(WORK TO COMPLETE) Please copy every line below that contains the string "Application".

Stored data
<<<<

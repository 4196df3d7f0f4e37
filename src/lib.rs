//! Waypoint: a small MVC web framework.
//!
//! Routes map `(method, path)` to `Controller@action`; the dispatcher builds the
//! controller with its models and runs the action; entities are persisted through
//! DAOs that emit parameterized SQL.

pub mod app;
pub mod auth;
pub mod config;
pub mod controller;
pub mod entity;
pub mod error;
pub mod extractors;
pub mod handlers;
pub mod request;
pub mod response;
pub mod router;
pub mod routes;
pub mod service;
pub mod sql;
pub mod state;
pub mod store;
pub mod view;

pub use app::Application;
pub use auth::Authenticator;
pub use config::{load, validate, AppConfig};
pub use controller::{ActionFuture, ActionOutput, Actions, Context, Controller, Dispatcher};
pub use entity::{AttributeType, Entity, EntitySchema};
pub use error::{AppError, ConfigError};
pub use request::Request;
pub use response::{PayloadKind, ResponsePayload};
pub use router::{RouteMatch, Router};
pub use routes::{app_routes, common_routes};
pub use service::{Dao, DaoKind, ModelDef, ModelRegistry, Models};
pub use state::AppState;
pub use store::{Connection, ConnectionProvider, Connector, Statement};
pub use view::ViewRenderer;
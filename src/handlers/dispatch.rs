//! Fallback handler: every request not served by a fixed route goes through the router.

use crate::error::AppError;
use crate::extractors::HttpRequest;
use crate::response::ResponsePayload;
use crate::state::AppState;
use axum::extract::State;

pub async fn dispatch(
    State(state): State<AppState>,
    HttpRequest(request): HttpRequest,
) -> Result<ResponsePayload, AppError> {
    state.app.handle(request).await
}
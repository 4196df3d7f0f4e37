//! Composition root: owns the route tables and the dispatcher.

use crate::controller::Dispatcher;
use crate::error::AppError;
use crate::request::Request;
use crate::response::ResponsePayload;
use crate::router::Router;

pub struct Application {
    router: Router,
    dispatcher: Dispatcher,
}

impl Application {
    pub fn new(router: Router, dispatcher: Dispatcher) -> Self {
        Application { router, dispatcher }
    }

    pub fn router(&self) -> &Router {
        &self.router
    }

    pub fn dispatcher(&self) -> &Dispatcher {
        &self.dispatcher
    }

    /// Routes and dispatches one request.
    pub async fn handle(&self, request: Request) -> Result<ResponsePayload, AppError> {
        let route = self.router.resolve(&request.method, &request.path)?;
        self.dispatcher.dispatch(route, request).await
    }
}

>>>>

(EXPECTED ANSWER)
pub use app::Application;
pub struct Application {
impl Application {
        Application { router, dispatcher }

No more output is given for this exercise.